On a clear brisk night there was talk of cancer moonshots, of stratospheric drug prices, and of a political star’s wrenching personal decision not to run for President. Former Vice President Joe Biden told Fortune Brainstorm Health cochair David Agus and a rapt audience of biopharma execs, investors, and other health care stakeholders that it was high time to cooperate and collaborate in the war on cancer—and that he would continue his efforts here. Quoting a line from JFK’s moonshot speech, Biden made his own message clear: “We should be no longer ready to postpone.”

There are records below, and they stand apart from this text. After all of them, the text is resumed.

// Bearer-token authentication extractor for protected routes

use axum::{
    async_trait,
    extract::{FromRef, FromRequestParts},
    http::{header, request::Parts},
};
use tracing::debug;

use crate::auth::{error::AuthError, models::Role, token::TokenService};
use crate::AppState;

/// Authenticated user extractor for protected routes
///
/// The presented bearer token is hashed and matched against the session
/// token hash stored on the user row; the raw token is never compared or
/// persisted.
#[derive(Debug, Clone)]
pub struct AuthenticatedUser {
    pub user_id: i32,
    pub email: String,
    pub role: Role,
}

#[async_trait]
impl<S> FromRequestParts<S> for AuthenticatedUser
where
    AppState: FromRef<S>,
    S: Send + Sync,
{
    type Rejection = AuthError;

    async fn from_request_parts(parts: &mut Parts, state: &S) -> Result<Self, Self::Rejection> {
        let auth_header = parts
            .headers
            .get(header::AUTHORIZATION)
            .ok_or(AuthError::MissingToken)?
            .to_str()
            .map_err(|_| AuthError::InvalidToken)?;

        let token = auth_header
            .strip_prefix("Bearer ")
            .map(str::trim)
            .filter(|t| !t.is_empty())
            .ok_or(AuthError::InvalidToken)?;

        let state = AppState::from_ref(state);
        let token_hash = TokenService::hash_token(token);
        let user = state
            .auth
            .users()
            .find_by_session_token(&token_hash)
            .await?
            .ok_or(AuthError::InvalidToken)?;

        debug!(user_id = user.id, "authenticated bearer token");
        Ok(AuthenticatedUser {
            user_id: user.id,
            email: user.email,
            role: user.role,
        })
    }
}
// Authentication module
// Opaque bearer-token authentication with registration, login, token
// refresh, and the password-reset lifecycle

pub mod error;
pub mod handlers;
pub mod middleware;
pub mod models;
pub mod notifier;
pub mod password;
pub mod repository;
pub mod service;
pub mod token;

// Re-export commonly used types
pub use error::AuthError;
pub use handlers::{
    admin_login_handler, forgot_password_handler, login_handler, logout_handler, refresh_handler,
    register_handler, reset_password_handler, update_password_handler,
};
pub use middleware::AuthenticatedUser;
pub use models::{
    AuthData, AuthResponse, ForgotPasswordRequest, ForgotPasswordResponse, LoginRequest,
    LogoutResponse, RefreshResponse, RegisterRequest, ResetPasswordRequest, Role,
    UpdatePasswordRequest, User, UserEnvelope, UserResponse,
};
pub use notifier::{LogNotifier, Notifier};
pub use repository::UserRepository;
pub use service::AuthService;
// Opaque session and reset token generation

use chrono::{DateTime, Duration, Utc};
use rand::{rngs::OsRng, RngCore};
use sha2::{Digest, Sha256};

/// Lifetime of the `access_token` cookie, in minutes
pub const SESSION_COOKIE_TTL_MINUTES: i64 = 72_000;

/// Password-reset tokens are valid for this many minutes after issuance
pub const RESET_TOKEN_TTL_MINUTES: i64 = 10;

/// Token service for opaque bearer credentials
///
/// Tokens are 32 random bytes, hex-encoded. Only the SHA-256 digest of a
/// token is ever persisted; the raw value goes to the client (or into a
/// reset email) exactly once.
pub struct TokenService;

impl TokenService {
    /// Generate a new opaque token (64 hex chars)
    pub fn generate_token() -> String {
        let mut bytes = [0u8; 32];
        OsRng.fill_bytes(&mut bytes);
        hex::encode(bytes)
    }

    /// Hash a token with SHA-256 for storage and lookup
    pub fn hash_token(token: &str) -> String {
        let mut hasher = Sha256::new();
        hasher.update(token.as_bytes());
        format!("{:x}", hasher.finalize())
    }

    /// Expiry timestamp for a reset token issued now
    pub fn reset_token_expiry() -> DateTime<Utc> {
        Utc::now() + Duration::minutes(RESET_TOKEN_TTL_MINUTES)
    }
}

Jaime 'Taboo' Gomez, Black Eyed Peas

“We don’t listen to our bodies,” said Jaime “Taboo” Gomez, of the Black Eyed Peas. The musician ignored the pain he’d had in his abdomen and back for years, attributing it to a stage fall in 2006. A 2014 diagnosis of testicular cancer brought him to a personal reckoning—and a new crusade. He’s now leading a call for prevention, early diagnosis, and better medical care for a group long ignored by the U.S. health care system: Native Americans.

Raj Panjabi, CEO of Last Mile Health

“You can’t bomb Ebola or put up a wall to stop Ebola.”

Those were the words of physician Raj Panjabi, the CEO of Last Mile Health, who eloquently and forcefully laid out “the real consequences of not investing in health care for everyone, everywhere.” Panjabi and fellow panelist Dr. Nahid Bhadelia stood on the front lines of the 2014–16 Ebola epidemic, helping to contain its spread. Bhadelia, a leading infectious disease expert in Boston, said we need a change in culture when it comes to preventing outbreaks: We can’t keep “chasing one pathogen after another.”

Adam Gazzaley, MD, Ph.D.

“95% of people multitask on average for a third of the day.”
Adam Gazzaley, MD, Ph.D., director of UCSF’s Neuroscape translational neuroscience center

A version of this article appears in the June 1, 2017 issue of Fortune.